KCHQ (100.1 FM) is a radio station broadcasting a country music format. Licensed to Soda Springs, Idaho, United States, the station is currently owned by Ted Austin, through licensee Jackson Hole Media LLC, and features programming from AP Radio and Jones Radio Network.

History
The station was assigned the call letters KFIS on February 23, 1981. On September 1, 2001, the station changed its call sign to KFIF and on August 3, 2004, to KITT.

In June 2008, the FCC granted KITT permission to upgrade from a Class A station to a Class C2 station, increase its power to 11,000 watts, and relocate the station to Wilson, Wyoming (serving Jackson Hole). The move was part of a complex proceeding (FCC Rule & Order 05-243) in which 42 stations in a five-state area were affected. Following this proceeding, the FCC changed its rules to allow no more than four stations in a single change. The station remains in Soda Springs, Idaho awaiting modifications by other stations in FCC rulemaking 05-243.

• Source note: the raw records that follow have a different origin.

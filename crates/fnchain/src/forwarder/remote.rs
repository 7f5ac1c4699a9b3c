use std::sync::Arc;

use async_trait::async_trait;
use tokio::io::{AsyncRead, AsyncWrite};

use crate::context::CallContext;
use crate::error::CallError;
use crate::options::CallOptions;
use crate::runnable::Runnable;
use crate::transport::StreamClient;
use crate::wire::CallHeader;

/// One hop served by a remote function runner over the stream transport.
#[derive(Debug, Clone)]
pub struct RemoteCall {
    client: Arc<StreamClient>,
    function: String,
}

impl RemoteCall {
    pub fn new(client: Arc<StreamClient>, function: impl Into<String>) -> Self {
        Self {
            client,
            function: function.into(),
        }
    }

    pub fn endpoint(&self) -> &str {
        self.client.endpoint()
    }

    pub async fn ensure_connected(&self, ctx: &CallContext) -> Result<(), CallError> {
        self.client.ensure_connected(ctx).await
    }
}

#[async_trait]
impl Runnable for RemoteCall {
    async fn run(
        &self,
        ctx: &CallContext,
        options: &CallOptions,
        input: &mut (dyn AsyncRead + Send + Unpin),
        output: &mut (dyn AsyncWrite + Send + Unpin),
    ) -> Result<(), CallError> {
        let mut header = CallHeader::single(self.function.clone(), options.clone());
        // The runner enforces what is left of our deadline on its side too.
        if let Some(deadline) = ctx.deadline() {
            header = header.with_timeout(deadline.saturating_duration_since(tokio::time::Instant::now()));
        }
        self.client.call(ctx, header, input, output).await
    }
}
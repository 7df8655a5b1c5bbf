// SPDX-License-Identifier: Apache-2.0 OR MIT
// Copyright (c) 2025-2026 naskel.com

//! Static wire constants and dynamic per-line configuration.
//!
//! # Architecture
//!
//! Two layers, matching the wider crate lineage's config split:
//!
//! - **Level 1 (static)**: compile-time constants for packet sizes, header
//!   offsets, and the missing-window sizing — these come straight from the
//!   exchange wire spec and never change at runtime.
//! - **Level 2 (dynamic)**: per-process-line configuration loaded from a
//!   config file / environment, hot-swappable via [`ArcSwap`] so the admin
//!   channel can push a reload without stopping the receive loop.
//!
//! # Example
//!
//! ```rust
//! use arcafeed::config::FeedGroupConfig;
//!
//! let cfg = FeedGroupConfig::new("ARCA_LISTED_AC");
//! assert_eq!(cfg.feed_name, "ARCA_LISTED_AC");
//! assert!(!cfg.fast_mode);
//! ```

use arc_swap::ArcSwap;
use dashmap::DashMap;
use std::sync::Arc;

/// Maximum UDP datagram size this feed handler expects to receive.
pub const PACKET_MAX: usize = 1500;
/// Short packet header size (all message types except book refresh).
pub const ARCAM_MSG_HDR_SIZE: usize = 16;
/// Long packet header size (book-refresh messages only).
pub const ARCAM_REFRESH_MSG_HDR_SIZE: usize = 48;

// Header field byte offsets, network order, matching the exchange spec.
pub const MSG_SIZE_OFFSET: usize = 0;
pub const MSG_TYPE_OFFSET: usize = 2;
pub const MSG_NUM_OFFSET: usize = 4;
pub const SEND_TIME_OFFSET: usize = 8;
pub const PRODUCT_ID_OFFSET: usize = 12;
pub const RETRANS_FLAG_OFFSET: usize = 13;
pub const NUM_BODIES_OFFSET: usize = 14;
pub const SESSION_ID_OFFSET: usize = 17;
pub const SYMBOL_INDEX_OFFSET: usize = 18;
pub const CURRENT_REFRESH_SEQ_OFFSET: usize = 20;
pub const TOTAL_REFRESH_SEQ_OFFSET: usize = 22;
pub const LAST_SOURCE_SEQ_OFFSET: usize = 24;
pub const LAST_MSG_SEQ_OFFSET: usize = 28;
pub const SYMBOL_OFFSET: usize = 32;

/// Max symbol length in the ArcaBook spec (not including null terminator).
pub const ARCABOOK_SYMBOL_LENGTH: usize = 16;
/// Max firm attribution length in the ArcaBook spec.
pub const ARCABOOK_ATTRIBUTION_LENGTH: usize = 5;

/// Missing-window bitmap size in 64-bit words: `256 * 128` double words.
pub const MISSING_SIZE_WORDS: usize = 256 * 128;
/// Number of sequence numbers a single missing-window can track:
/// `MISSING_SIZE_WORDS * 64` ≈ 2,097,152.
pub const MISSING_RANGE: u64 = (MISSING_SIZE_WORDS as u64) * 64;

/// Gap size (in sequence numbers) that would trigger an auto refresh-request
/// switch under the (stubbed) retransmission policy. Inert in this crate;
/// see [`RetransPolicy`].
pub const GAP_SIZE_TOO_BIG: u32 = 20;

/// Lost-packet recovery strategy. Only [`RetransPolicy::MirroredFeed`] is
/// actually implemented end-to-end by this crate (the dual-feed arbiter);
/// the other variants are preserved as configuration surface for a future
/// retransmission-request implementation and are otherwise inert, per the
/// design note on stubbed retransmission state.
#[derive(Debug, Clone, Copy, PartialEq, Eq, Default)]
pub enum RetransPolicy {
    /// Recover only via the mirrored secondary multicast feed.
    #[default]
    MirroredFeed,
    /// Periodic book-refresh requests (unimplemented).
    Interval,
    /// On-demand retransmission requests (unimplemented).
    Request,
    /// Request refresh for small gaps, fall back to interval once the
    /// session's request budget is exhausted (unimplemented).
    Mixed,
}

/// Dynamic per-line configuration, one entry per logical feed group.
#[derive(Debug, Clone)]
pub struct FeedGroupConfig {
    pub feed_name: String,
    pub process_name: String,
    pub session_id: u8,
    pub primary_mcast_addr: Option<String>,
    pub primary_mcast_port: u16,
    pub primary_iface: Option<String>,
    pub secondary_mcast_addr: Option<String>,
    pub secondary_mcast_port: u16,
    pub secondary_iface: Option<String>,
    /// Whether this line runs FAST-compacted (true) or uncompacted (false).
    pub fast_mode: bool,
    pub retrans_policy: RetransPolicy,
    /// CPU core to pin the receive/processing thread to, if any.
    pub cpu_affinity: Option<usize>,
}

impl FeedGroupConfig {
    pub fn new(feed_name: impl Into<String>) -> Self {
        Self {
            feed_name: feed_name.into(),
            process_name: String::new(),
            session_id: 0,
            primary_mcast_addr: None,
            primary_mcast_port: 0,
            primary_iface: None,
            secondary_mcast_addr: None,
            secondary_mcast_port: 0,
            secondary_iface: None,
            fast_mode: false,
            retrans_policy: RetransPolicy::default(),
            cpu_affinity: None,
        }
    }
}

/// Returns the config-root prefix, honoring the `ARCAFEED_HOME` environment
/// override (defaults to `/opt/arcafeed`, the rewrite's analogue of the
/// original `/opt/csi/fh` install prefix).
pub fn home_prefix() -> String {
    std::env::var("ARCAFEED_HOME").unwrap_or_else(|_| "/opt/arcafeed".to_string())
}

/// Process-wide table of line configurations, hot-swappable for reload
/// without disturbing any already-running receive thread.
#[derive(Default)]
pub struct ConfigStore {
    lines: DashMap<String, Arc<ArcSwap<FeedGroupConfig>>>,
}

impl ConfigStore {
    pub fn new() -> Self {
        Self {
            lines: DashMap::new(),
        }
    }

    pub fn insert(&self, cfg: FeedGroupConfig) {
        self.lines
            .insert(cfg.feed_name.clone(), Arc::new(ArcSwap::from_pointee(cfg)));
    }

    pub fn get(&self, feed_name: &str) -> Option<Arc<FeedGroupConfig>> {
        self.lines.get(feed_name).map(|entry| entry.load_full())
    }

    /// Atomically swap in a replacement configuration for an existing line.
    pub fn reload(&self, cfg: FeedGroupConfig) -> bool {
        match self.lines.get(&cfg.feed_name) {
            Some(entry) => {
                entry.store(Arc::new(cfg));
                true
            }
            None => false,
        }
    }

    pub fn len(&self) -> usize {
        self.lines.len()
    }

    pub fn is_empty(&self) -> bool {
        self.lines.is_empty()
    }
}

#[cfg(test)]
mod tests {
    use super::*;

    #[test]
    fn missing_range_matches_spec_target() {
        assert_eq!(MISSING_RANGE, 2_097_152);
    }

    #[test]
    fn config_store_insert_and_get() {
        let store = ConfigStore::new();
        store.insert(FeedGroupConfig::new("ARCA_LISTED_AC"));
        let cfg = store.get("ARCA_LISTED_AC").expect("inserted line");
        assert_eq!(cfg.feed_name, "ARCA_LISTED_AC");
        assert!(store.get("missing").is_none());
    }

    #[test]
    fn config_store_reload_swaps_in_place() {
        let store = ConfigStore::new();
        store.insert(FeedGroupConfig::new("LINE"));
        let mut updated = FeedGroupConfig::new("LINE");
        updated.fast_mode = true;
        assert!(store.reload(updated));
        assert!(store.get("LINE").unwrap().fast_mode);
        assert!(!store.reload(FeedGroupConfig::new("NOT_PRESENT")));
    }

    #[test]
    fn home_prefix_defaults_when_unset() {
        std::env::remove_var("ARCAFEED_HOME");
        assert_eq!(home_prefix(), "/opt/arcafeed");
    }
}
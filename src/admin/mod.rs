// SPDX-License-Identifier: Apache-2.0 OR MIT
// Copyright (c) 2025-2026 naskel.com

//! Admin control channel command handlers (§4.K, §6.3).
//!
//! This crate owns the *handlers* for `STATS_REQ`, `STATUS_REQ`,
//! `GETVER_REQ`, and `ACTION_REQ` (`CLRSTATS`/`STOP`) — plain functions
//! operating on a [`FeedGroup`]'s lock-free stats snapshot and halt flag. The
//! TCP RPC transport that carries these requests to/from a central manager
//! is a genuine external collaborator (§6): this module exposes it only
//! behind the optional `admin` feature as a minimal `tokio` listener, never
//! as a requirement to run a manager process.

use crate::feed_group::{FeedGroup, FeedGroupStatsSnapshot};

#[cfg(feature = "admin")]
mod server;
#[cfg(feature = "admin")]
pub use server::{serve, AdminRegistry, AdminServerError};

/// One line's stats, paired as primary/secondary the way the admin
/// channel's `STATS_RESP` payload reports them (§6).
#[derive(Debug, Clone, Copy, PartialEq, Eq)]
pub struct LineStats {
    pub feed_name_hash: u64,
    pub snapshot: FeedGroupStatsSnapshot,
}

/// `STATUS_RESP` payload: whether the line is halted and its last-known
/// in-sequence state, mirroring the status word's low-order semantics
/// without requiring the caller to decode the packed bit layout.
#[derive(Debug, Clone, Copy, PartialEq, Eq)]
pub struct LineStatus {
    pub halted: bool,
    pub in_sequence: bool,
}

/// `ACTION_REQ` sub-commands (§6).
#[derive(Debug, Clone, Copy, PartialEq, Eq)]
pub enum ActionRequest {
    /// Zero every counter on the targeted line.
    ClearStats,
    /// Set the targeted line's cooperative stop flag.
    Stop,
}

/// `GETVER_REQ` handler: the running crate version.
pub fn get_version() -> &'static str {
    crate::VERSION
}

/// `STATS_REQ` handler: a read-only snapshot, taken without disturbing the
/// receive thread (the underlying counters are relaxed atomics).
pub fn get_stats(group: &FeedGroup) -> FeedGroupStatsSnapshot {
    group.stats.snapshot()
}

/// `STATUS_REQ` handler.
pub fn get_status(group: &FeedGroup) -> LineStatus {
    LineStatus {
        halted: group.is_halted(),
        in_sequence: group.arbiter.in_sequence(),
    }
}

/// `ACTION_REQ` handler.
pub fn apply_action(group: &mut FeedGroup, action: ActionRequest) {
    match action {
        ActionRequest::ClearStats => group.clear_stats(),
        ActionRequest::Stop => group.request_halt(),
    }
}

#[cfg(test)]
mod tests {
    use super::*;
    use crate::arbiter::Side;
    use crate::config::FeedGroupConfig;

    #[test]
    fn get_version_matches_crate_version() {
        assert_eq!(get_version(), crate::VERSION);
    }

    #[test]
    fn stats_req_reflects_recorded_traffic() {
        let group = FeedGroup::new(FeedGroupConfig::new("LINE"));
        group.stats.record_packet(Side::Primary, 64);
        let snap = get_stats(&group);
        assert_eq!(snap.pckt_rcvd_primary, 1);
        assert_eq!(snap.bytes_rcvd_primary, 64);
    }

    #[test]
    fn status_req_reports_halted_flag() {
        let mut group = FeedGroup::new(FeedGroupConfig::new("LINE"));
        assert!(!get_status(&group).halted);
        apply_action(&mut group, ActionRequest::Stop);
        assert!(get_status(&group).halted);
    }

    #[test]
    fn clrstats_action_zeroes_counters() {
        let mut group = FeedGroup::new(FeedGroupConfig::new("LINE"));
        group.stats.record_packet(Side::Primary, 10);
        apply_action(&mut group, ActionRequest::ClearStats);
        assert_eq!(get_stats(&group).pckt_rcvd_primary, 0);
    }
}
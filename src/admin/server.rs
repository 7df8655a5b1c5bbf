// SPDX-License-Identifier: Apache-2.0 OR MIT
// Copyright (c) 2025-2026 naskel.com

//! Optional TCP RPC listener for the admin control channel (§6.3), gated
//! behind the `admin` Cargo feature since it pulls in `tokio`. A line-based
//! text protocol keeps the wire format trivial to drive from a shell for
//! manual testing, matching the teacher's admin listener being reachable
//! with a bare `nc`.
//!
//! Commands: `GETVER`, `STATS <line>`, `STATUS <line>`, `CLRSTATS <line>`,
//! `STOP <line>`. Unknown lines and unknown line names get an `ERR` reply;
//! nothing here ever panics on attacker-controlled input.

use super::{ActionRequest, LineStatus};
use crate::feed_group::FeedGroupStatsSnapshot;
use std::fmt;
use std::sync::Arc;
use tokio::io::{AsyncBufReadExt, AsyncWriteExt, BufReader};
use tokio::net::{TcpListener, ToSocketAddrs};

#[derive(Debug)]
pub enum AdminServerError {
    Io(std::io::Error),
}

impl fmt::Display for AdminServerError {
    fn fmt(&self, f: &mut fmt::Formatter<'_>) -> fmt::Result {
        match self {
            Self::Io(e) => write!(f, "admin server I/O error: {e}"),
        }
    }
}

impl std::error::Error for AdminServerError {}

impl From<std::io::Error> for AdminServerError {
    fn from(e: std::io::Error) -> Self {
        Self::Io(e)
    }
}

/// Everything the admin server needs to answer a request, implemented by
/// whatever owns the set of running [`crate::feed_group::FeedGroup`]s (the
/// receive thread, behind a mutex, since the admin thread runs independently
/// per the three-thread scheduling model).
#[async_trait::async_trait]
pub trait AdminRegistry: Send + Sync {
    async fn stats(&self, line: &str) -> Option<FeedGroupStatsSnapshot>;
    async fn status(&self, line: &str) -> Option<LineStatus>;
    async fn apply(&self, line: &str, action: ActionRequest) -> bool;
}

/// Accept connections on `addr` until the process exits, dispatching each
/// line of each connection to `registry`. Intended to run on its own task
/// (the "management thread" of the three-thread model), independent of the
/// receive loop.
pub async fn serve<A: ToSocketAddrs>(
    addr: A,
    registry: Arc<dyn AdminRegistry>,
) -> Result<(), AdminServerError> {
    let listener = TcpListener::bind(addr).await?;
    loop {
        let (socket, _) = listener.accept().await?;
        let registry = Arc::clone(&registry);
        tokio::spawn(async move {
            if let Err(e) = handle_connection(socket, registry).await {
                log::warn!("[admin] connection error: {e}");
            }
        });
    }
}

async fn handle_connection(
    socket: tokio::net::TcpStream,
    registry: Arc<dyn AdminRegistry>,
) -> Result<(), AdminServerError> {
    let (read_half, mut write_half) = socket.into_split();
    let mut lines = BufReader::new(read_half).lines();

    while let Some(line) = lines.next_line().await? {
        let reply = dispatch(line.trim(), registry.as_ref()).await;
        write_half.write_all(reply.as_bytes()).await?;
        write_half.write_all(b"\n").await?;
    }
    Ok(())
}

async fn dispatch(line: &str, registry: &dyn AdminRegistry) -> String {
    let mut parts = line.split_whitespace();
    match parts.next() {
        Some("GETVER") => format!("OK {}", crate::VERSION),
        Some("STATS") => match parts.next() {
            Some(name) => match registry.stats(name).await {
                Some(s) => format!(
                    "OK pckt_primary={} bytes_primary={} msgs_primary={} fmt_err_primary={} dup_primary={} \
                     pckt_secondary={} bytes_secondary={} msgs_secondary={} fmt_err_secondary={} dup_secondary={}",
                    s.pckt_rcvd_primary,
                    s.bytes_rcvd_primary,
                    s.msgs_rcvd_primary,
                    s.pkt_format_errors_primary,
                    s.pkt_duplicate_primary,
                    s.pckt_rcvd_secondary,
                    s.bytes_rcvd_secondary,
                    s.msgs_rcvd_secondary,
                    s.pkt_format_errors_secondary,
                    s.pkt_duplicate_secondary,
                ),
                None => format!("ERR unknown line {name:?}"),
            },
            None => "ERR STATS requires a line name".to_string(),
        },
        Some("STATUS") => match parts.next() {
            Some(name) => match registry.status(name).await {
                Some(s) => format!("OK halted={} in_sequence={}", s.halted, s.in_sequence),
                None => format!("ERR unknown line {name:?}"),
            },
            None => "ERR STATUS requires a line name".to_string(),
        },
        Some("CLRSTATS") => match parts.next() {
            Some(name) if registry.apply(name, ActionRequest::ClearStats).await => "OK".to_string(),
            Some(name) => format!("ERR unknown line {name:?}"),
            None => "ERR CLRSTATS requires a line name".to_string(),
        },
        Some("STOP") => match parts.next() {
            Some(name) if registry.apply(name, ActionRequest::Stop).await => "OK".to_string(),
            Some(name) => format!("ERR unknown line {name:?}"),
            None => "ERR STOP requires a line name".to_string(),
        },
        Some(other) => format!("ERR unknown command {other:?}"),
        None => "ERR empty command".to_string(),
    }
}

#[cfg(test)]
mod tests {
    use super::*;
    use crate::feed_group::FeedGroupStatsSnapshot;
    use std::sync::Mutex as StdMutex;

    struct FakeRegistry {
        known: StdMutex<Vec<String>>,
    }

    #[async_trait::async_trait]
    impl AdminRegistry for FakeRegistry {
        async fn stats(&self, line: &str) -> Option<FeedGroupStatsSnapshot> {
            self.known
                .lock()
                .unwrap()
                .contains(&line.to_string())
                .then(FeedGroupStatsSnapshot::default)
        }
        async fn status(&self, line: &str) -> Option<LineStatus> {
            self.known.lock().unwrap().contains(&line.to_string()).then(|| LineStatus {
                halted: false,
                in_sequence: true,
            })
        }
        async fn apply(&self, line: &str, _action: ActionRequest) -> bool {
            self.known.lock().unwrap().contains(&line.to_string())
        }
    }

    #[tokio::test]
    async fn getver_replies_with_crate_version() {
        let registry = FakeRegistry { known: StdMutex::new(vec![]) };
        let reply = dispatch("GETVER", &registry).await;
        assert_eq!(reply, format!("OK {}", crate::VERSION));
    }

    #[tokio::test]
    async fn stats_for_unknown_line_is_an_error() {
        let registry = FakeRegistry { known: StdMutex::new(vec![]) };
        let reply = dispatch("STATS NOPE", &registry).await;
        assert!(reply.starts_with("ERR"));
    }

    #[tokio::test]
    async fn stop_for_known_line_succeeds() {
        let registry = FakeRegistry {
            known: StdMutex::new(vec!["ARCA_LISTED_AC".to_string()]),
        };
        let reply = dispatch("STOP ARCA_LISTED_AC", &registry).await;
        assert_eq!(reply, "OK");
    }

    #[tokio::test]
    async fn unknown_command_is_an_error() {
        let registry = FakeRegistry { known: StdMutex::new(vec![]) };
        let reply = dispatch("BOGUS", &registry).await;
        assert!(reply.starts_with("ERR unknown command"));
    }
}
// SPDX-License-Identifier: Apache-2.0 OR MIT
// Copyright (c) 2025-2026 naskel.com

//! Per-packet orchestration (§4.E): header parse, heartbeat short-circuit,
//! arbiter consult, optional FAST decode, per-body parse loop, publish.

use crate::arbiter::{ArbiterEvent, Decision, Side};
use crate::codec::read_u16_be;
use crate::config;
use crate::fast;
use crate::feed_group::FeedGroup;
use crate::parser::{self, msg_type, MessageBody, PacketHeader};
use crate::publish::{build_status_word, PublicationFacade, PublishCounters, StatusWordInput};

/// Outcome of processing one packet, for tests and caller-side logging.
#[derive(Debug, Clone, Copy, PartialEq, Eq)]
pub enum ProcessOutcome {
    /// Header too short to parse; format-error counter advanced.
    RuntHeader,
    /// Type-2 heartbeat: dropped silently, no counters touched (§4.E point 2).
    Heartbeat,
    /// The arbiter judged this packet a duplicate of already-published data.
    Duplicate,
    /// Zero or more bodies were published; carries the count.
    Published(usize),
}

/// Working capacity of the uncompacted (FAST-expanded) buffer: four times
/// the max datagram size, per the `FeedGroup` data model's buffer sizing.
const UNCOMPACTED_CAPACITY: usize = config::PACKET_MAX * 4;

/// Multiplexed "orders" inner types (100-103): their layout constants
/// include the 2-byte type tag, unlike packet-scope types.
fn is_multiplexed(msg_type_value: u16) -> bool {
    matches!(
        msg_type_value,
        msg_type::ADD_ORDER | msg_type::MODIFY_ORDER | msg_type::DELETE_ORDER | msg_type::IMBALANCE
    )
}

fn header_size_for(msg_type_value: u16) -> usize {
    if msg_type_value == msg_type::BOOK_REFRESH {
        config::ARCAM_REFRESH_MSG_HDR_SIZE
    } else {
        config::ARCAM_MSG_HDR_SIZE
    }
}

/// Process one received datagram for `side`, consulting the arbiter,
/// optionally FAST-decoding, and publishing every well-formed body through
/// `facade`. Returns the outcome for the caller's own counters/logging.
pub fn process_packet<C: crate::publish::FeedCapabilities + ?Sized>(
    group: &mut FeedGroup,
    facade: &PublicationFacade<C>,
    side: Side,
    raw: &[u8],
) -> ProcessOutcome {
    let header = match PacketHeader::parse(raw) {
        Ok(h) => h,
        Err(_) => {
            group.stats.record_format_error(side);
            facade.alert_feed(0, status_word(group));
            return ProcessOutcome::RuntHeader;
        }
    };

    if header.msg_type == msg_type::HEARTBEAT {
        return ProcessOutcome::Heartbeat;
    }

    group.stats.record_packet(side, raw.len() as u64);

    let decision = if header.msg_type == msg_type::SEQUENCE_RESET {
        Decision::ResetAndPublish
    } else {
        let (decision, events) = group.arbiter.need_to_publish(side, u64::from(header.sequence));
        for event in events {
            emit_arbiter_event(group, facade, event);
        }
        decision
    };

    if decision == Decision::Duplicate {
        group.stats.record_duplicate(side);
        return ProcessOutcome::Duplicate;
    }

    let hdr_size = header_size_for(header.msg_type);
    if raw.len() < hdr_size {
        group.stats.record_format_error(side);
        return ProcessOutcome::RuntHeader;
    }
    let body_region = &raw[hdr_size..];

    let mut published = 0usize;
    if group.config.fast_mode {
        let mut scratch = [0u8; UNCOMPACTED_CAPACITY];
        published += decode_and_publish_fast(group, facade, side, header.num_bodies, body_region, &mut scratch);
    } else {
        published += publish_raw(group, facade, side, &header, body_region);
    }

    facade.flush();
    ProcessOutcome::Published(published)
}

fn emit_arbiter_event<C: crate::publish::FeedCapabilities + ?Sized>(
    group: &FeedGroup,
    facade: &PublicationFacade<C>,
    event: ArbiterEvent,
) {
    let status = status_word(group);
    match event {
        ArbiterEvent::PacketLoss { begin, end } => {
            facade.alert_packet_loss(begin as u32, end as u32, status);
        }
        ArbiterEvent::StateChange { in_sequence: _ } => {
            facade.alert_feed(1, status);
        }
    }
}

fn status_word(group: &FeedGroup) -> u32 {
    build_status_word(&StatusWordInput {
        unrecoverable_messages: group.arbiter.unrecoverable_messages.min(u32::MAX as u64) as u32,
        re_request_feed_up: false,
        secondary_feed_up: true,
        primary_feed_up: true,
        in_sequence: group.arbiter.in_sequence(),
        line_id: group.config.session_id & 0b11,
    })
}

fn counters(group: &mut FeedGroup) -> PublishCounters<'_> {
    PublishCounters {
        symbol_table_error: &mut group.symbol_table_error,
        firm_table_error: &mut group.firm_table_error,
        publication_failed: &mut group.publication_failed,
        publication_succeeded: &mut group.publication_succeeded,
    }
}

/// Dispatch one parsed [`MessageBody`] to its type-specific publication hook.
fn publish_body<C: crate::publish::FeedCapabilities + ?Sized>(
    group: &mut FeedGroup,
    facade: &PublicationFacade<C>,
    body: &MessageBody,
) -> bool {
    let status = status_word(group);
    let mut counters = counters(group);
    let result = match body.msg_type {
        msg_type::ADD_ORDER => facade.publish_add_order(body, status, &mut counters),
        msg_type::MODIFY_ORDER => facade.publish_modify_order(body, status, &mut counters),
        msg_type::DELETE_ORDER => facade.publish_delete_order(body, status, &mut counters),
        msg_type::IMBALANCE => facade.publish_imbalance(body, status, &mut counters),
        msg_type::TRADE => facade.publish_trade(body, status, &mut counters),
        msg_type::TRADE_CANCEL => facade.publish_trade_cancel(body, status, &mut counters),
        msg_type::TRADE_CORRECTION => facade.publish_trade_correction(body, status, &mut counters),
        msg_type::SYMBOL_MAPPING => facade.publish_symbol_mapping(body, status, &mut counters),
        msg_type::SYMBOL_CLEAR => facade.publish_symbol_clear(body, status, &mut counters),
        msg_type::FIRM_MAPPING => facade.publish_firm_mapping(body, status, &mut counters),
        msg_type::BOOK_REFRESH => facade.publish_book_refresh(body, status, &mut counters),
        msg_type::SEQUENCE_RESET => facade.publish_sequence_reset(body.next_seq_number, status, &mut counters),
        _ => return false,
    };
    result.is_ok()
}

/// Raw (non-FAST) body walk: a single packet-scope body dispatched by the
/// header's own type, or a multiplexed "orders" packet (type 99) whose
/// bodies each carry their own leading 2-byte type tag.
fn publish_raw<C: crate::publish::FeedCapabilities + ?Sized>(
    group: &mut FeedGroup,
    facade: &PublicationFacade<C>,
    side: Side,
    header: &PacketHeader,
    body_region: &[u8],
) -> usize {
    if header.msg_type != msg_type::ORDERS_MULTIPLEX {
        return match parser::parse_body(header.msg_type, body_region) {
            parser::ParseOutcome::Consumed(_, body) => {
                group.stats.record_messages(side, 1);
                usize::from(publish_body(group, facade, &body))
            }
            _ => {
                group.stats.record_format_error(side);
                0
            }
        };
    }

    let mut offset = 0usize;
    let mut published = 0usize;
    let mut remaining_bodies = header.num_bodies;
    while remaining_bodies > 0 && offset + 2 <= body_region.len() {
        let Ok(inner_type) = read_u16_be(body_region, offset) else {
            break;
        };
        match parser::parse_body(inner_type, &body_region[offset..]) {
            parser::ParseOutcome::Consumed(n, body) => {
                group.stats.record_messages(side, 1);
                if publish_body(group, facade, &body) {
                    published += 1;
                }
                offset += n;
            }
            _ => {
                group.stats.record_format_error(side);
                break;
            }
        }
        remaining_bodies -= 1;
    }
    published
}

/// FAST-mode body walk: reset the field-state table once per packet, then
/// iteratively decode each body into `scratch`, stopping at `num_bodies` or
/// the first decode error.
fn decode_and_publish_fast<C: crate::publish::FeedCapabilities + ?Sized>(
    group: &mut FeedGroup,
    facade: &PublicationFacade<C>,
    side: Side,
    num_bodies: u16,
    src: &[u8],
    scratch: &mut [u8],
) -> usize {
    group.fast_state.reset();
    let mut src_offset = 0usize;
    let mut published = 0usize;

    for _ in 0..num_bodies {
        if src_offset >= src.len() {
            break;
        }
        let decoded = match fast::decode_message(&mut group.fast_state, &src[src_offset..], scratch) {
            Ok(d) => d,
            Err(_) => {
                group.stats.record_format_error(side);
                break;
            }
        };
        src_offset += decoded.bytes_consumed;
        group.stats.record_messages(side, 1);

        // `bytes_written` is the high-water mark of what the FAST writer
        // actually touched; some layouts declare a minimum length past the
        // last field it ever sets (e.g. `FIRM_MAP_LEN`'s trailing padding),
        // so pad the slice out to the parser's declared minimum before
        // handing it off — the padding bytes are never read by `parse_body`.
        let min_len = if is_multiplexed(decoded.msg_type) {
            parser::min_body_len(decoded.msg_type)
        } else {
            2 + parser::min_body_len(decoded.msg_type)
        };
        let msg_buf = &scratch[..decoded.bytes_written.max(min_len).min(scratch.len())];
        let body_buf = if is_multiplexed(decoded.msg_type) {
            msg_buf
        } else if msg_buf.len() >= 2 {
            &msg_buf[2..]
        } else {
            group.stats.record_format_error(side);
            continue;
        };

        match parser::parse_body(decoded.msg_type, body_buf) {
            parser::ParseOutcome::Consumed(_, body) => {
                if publish_body(group, facade, &body) {
                    published += 1;
                }
            }
            _ => group.stats.record_format_error(side),
        }
    }
    published
}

On May 29, 2009, the Fifth District Court in Washington County, UT appointed a receiver for US Capital, Incorporated, an investment company in Boulder, Colorado that foreclosed on Legecy Media, the owner of KITT and several other stations.

KITT's call letters were previously used in Las Vegas, Nevada, Pearl City, Hawaii, Parowan, Utah, San Diego, California, and Shreveport, Louisiana.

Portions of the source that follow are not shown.